Войдя в гостиную с письмом в руке, профессор Левдал сказал своей жене:

— Ну вот, дорогая, случилось то, что я все время ожидал, — ты испортила нашего мальчика своими восторженными идеями. Вот письмо, которое я нынче получил от ректора. Наш Абрахам, представь себе, поднял бунт в школе!

— Я не понимаю, Карстен, о чем ты говоришь?

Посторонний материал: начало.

//! General configuration settings for the connection pooler.

use serde_derive::{Deserialize, Serialize};
use std::fmt;

/// Which pipeline carries a client session.
#[derive(Serialize, Deserialize, Debug, Clone, Copy, PartialEq, Eq)]
#[serde(rename_all = "lowercase")]
pub enum Pipeline {
    Session,
    Transaction,
}

impl fmt::Display for Pipeline {
    fn fmt(&self, f: &mut fmt::Formatter<'_>) -> fmt::Result {
        match self {
            Pipeline::Session => write!(f, "session"),
            Pipeline::Transaction => write!(f, "transaction"),
        }
    }
}

/// How reused slots are validated.
#[derive(Serialize, Deserialize, Debug, Clone, Copy, PartialEq, Eq)]
#[serde(rename_all = "lowercase")]
pub enum Validation {
    Off,
    Foreground,
    Background,
}

impl fmt::Display for Validation {
    fn fmt(&self, f: &mut fmt::Formatter<'_>) -> fmt::Result {
        match self {
            Validation::Off => write!(f, "off"),
            Validation::Foreground => write!(f, "foreground"),
            Validation::Background => write!(f, "background"),
        }
    }
}

/// General configuration.
#[derive(Serialize, Deserialize, Debug, Clone, PartialEq)]
pub struct General {
    #[serde(default = "General::default_host")]
    pub host: String,

    #[serde(default = "General::default_port")]
    pub port: u16,

    /// When set, also listen on `<unix_socket_dir>/.s.PGSQL.<port>`.
    pub unix_socket_dir: Option<String>,

    /// Pool capacity: number of slots in the table.
    #[serde(default = "General::default_max_connections")]
    pub max_connections: usize,

    #[serde(default = "General::default_pipeline")]
    pub pipeline: Pipeline,

    /// Seconds an acquire may wait for a free slot. 0 disables waiting.
    #[serde(default)]
    pub blocking_timeout: u64,

    /// Seconds a FREE slot may sit unused before the idle sweep kills it.
    /// 0 disables the sweep.
    #[serde(default)]
    pub idle_timeout: u64,

    /// Seconds a slot may live since its first use. 0 disables the limit.
    #[serde(default)]
    pub max_connection_age: u64,

    #[serde(default = "General::default_validation")]
    pub validation: Validation,

    /// Interval of the periodic sweeps.
    #[serde(default = "General::default_background_interval")]
    pub background_interval: u64,

    #[serde(default = "General::default_max_retries")]
    pub max_retries: u32,

    /// Seconds a client may sit idle before the supervisor disconnects it,
    /// cancelling its in-flight query first. 0 disables.
    #[serde(default)]
    pub disconnect_client: u64,

    #[serde(default)]
    pub disconnect_client_force: bool,

    /// Run the failover procedure when the primary becomes unreachable.
    #[serde(default)]
    pub failover: bool,

    /// Script executed as `script old-host old-port new-host new-port`.
    pub failover_script: Option<String>,

    pub users_file: Option<String>,
    pub hba_file: Option<String>,
    pub limits_file: Option<String>,

    /// Defaults to `~/.pg_warden/master.key`.
    pub master_key_file: Option<String>,

    pub tls_certificate: Option<String>,
    pub tls_private_key: Option<String>,

    #[serde(default = "General::default_admin_username")]
    pub admin_username: String,
    #[serde(default = "General::default_admin_password")]
    pub admin_password: String,

    #[serde(default = "General::default_worker_threads")]
    pub worker_threads: usize,

    #[serde(default = "General::default_shutdown_timeout")]
    pub shutdown_timeout: u64,

    #[serde(default = "General::default_tcp_keepalives_idle")]
    pub tcp_keepalives_idle: u64,
    #[serde(default = "General::default_tcp_keepalives_count")]
    pub tcp_keepalives_count: u32,
    #[serde(default = "General::default_tcp_keepalives_interval")]
    pub tcp_keepalives_interval: u64,
    #[serde(default = "General::default_tcp_so_linger")]
    pub tcp_so_linger: u64,
    #[serde(default = "General::default_tcp_no_delay")]
    pub tcp_no_delay: bool,

    #[serde(default = "General::default_unix_socket_buffer_size")]
    pub unix_socket_buffer_size: usize,

    #[serde(default = "General::default_log_client_connections")]
    pub log_client_connections: bool,

    pub syslog_prog_name: Option<String>,
}

impl General {
    pub fn default_host() -> String {
        "0.0.0.0".into()
    }

    pub fn default_port() -> u16 {
        2345
    }

    pub fn default_max_connections() -> usize {
        100
    }

    pub fn default_pipeline() -> Pipeline {
        Pipeline::Session
    }

    pub fn default_validation() -> Validation {
        Validation::Off
    }

    pub fn default_background_interval() -> u64 {
        300
    }

    pub fn default_max_retries() -> u32 {
        5
    }

    pub fn default_admin_username() -> String {
        "admin".into()
    }

    pub fn default_admin_password() -> String {
        "admin".into()
    }

    pub fn default_worker_threads() -> usize {
        num_cpus::get()
    }

    pub fn default_shutdown_timeout() -> u64 {
        10
    }

    // These keepalive defaults notice a dead peer within 30 seconds. Tokio
    // disables keepalives by default, which keeps dead connections around
    // indefinitely and can exhaust the pool permanently.
    pub fn default_tcp_keepalives_idle() -> u64 {
        5
    }

    pub fn default_tcp_keepalives_count() -> u32 {
        5
    }

    pub fn default_tcp_keepalives_interval() -> u64 {
        5
    }

    pub fn default_tcp_so_linger() -> u64 {
        0
    }

    pub fn default_tcp_no_delay() -> bool {
        true
    }

    pub fn default_unix_socket_buffer_size() -> usize {
        1024 * 1024
    }

    pub fn default_log_client_connections() -> bool {
        true
    }
}

impl Default for General {
    fn default() -> General {
        General {
            host: Self::default_host(),
            port: Self::default_port(),
            unix_socket_dir: None,
            max_connections: Self::default_max_connections(),
            pipeline: Self::default_pipeline(),
            blocking_timeout: 0,
            idle_timeout: 0,
            max_connection_age: 0,
            validation: Self::default_validation(),
            background_interval: Self::default_background_interval(),
            max_retries: Self::default_max_retries(),
            disconnect_client: 0,
            disconnect_client_force: false,
            failover: false,
            failover_script: None,
            users_file: None,
            hba_file: None,
            limits_file: None,
            master_key_file: None,
            tls_certificate: None,
            tls_private_key: None,
            admin_username: Self::default_admin_username(),
            admin_password: Self::default_admin_password(),
            worker_threads: Self::default_worker_threads(),
            shutdown_timeout: Self::default_shutdown_timeout(),
            tcp_keepalives_idle: Self::default_tcp_keepalives_idle(),
            tcp_keepalives_count: Self::default_tcp_keepalives_count(),
            tcp_keepalives_interval: Self::default_tcp_keepalives_interval(),
            tcp_so_linger: Self::default_tcp_so_linger(),
            tcp_no_delay: Self::default_tcp_no_delay(),
            unix_socket_buffer_size: Self::default_unix_socket_buffer_size(),
            log_client_connections: Self::default_log_client_connections(),
            syslog_prog_name: None,
        }
    }
}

— Я говорю: Абрахам восстал против своих учителей! Он назвал адъюнкта Олбома дьяволом и даже угрожал ему кулаком.

Фру Венке, засмеявшись, сказала:

— Ну, слава богу, что не случилось худшего!

— Худшего? Это восклицание, Венке, отлично характеризует тебя. О, конечно, ты всегда на стороне тех, кто возмущается и протестует. Однако, высокоуважаемая фру Венке, я должен тебе сказать вот что: теперь моему долготерпению настал конец. Мальчик в одинаковой мере принадлежит мне, и я не желаю вырастить из него мечтателя-радикала, который, к стыду и огорчению семьи, закончит свои дни среди подонков общества! Я слишком терпимо смотрел, как ты пичкаешь его своими сумасбродными идеями. Это дало свои плоды. И надеюсь, что ты извинишь меня, если теперь я, как отец, проявлю свою власть, чтобы спасти нашего сына от гибели, если это еще возможно. Где он сейчас? Дома?

— Я еще не видела его.

Фру Венке не решила еще, как ей следует отнестись к столь необычайной горячности своего мужа. Помимо этого, она в точности не знала, в чем именно заключался поступок Абрахама. А расспрашивать мужа об этом ей не хотелось, поскольку он стал говорить с ней столь неподобающим образом.

Но вот, наконец, Абрахам, усталый и голодный, вернулся домой. Он тихонько проскользнул в гостиную и предстал перед своей матерью бледный и подавленный.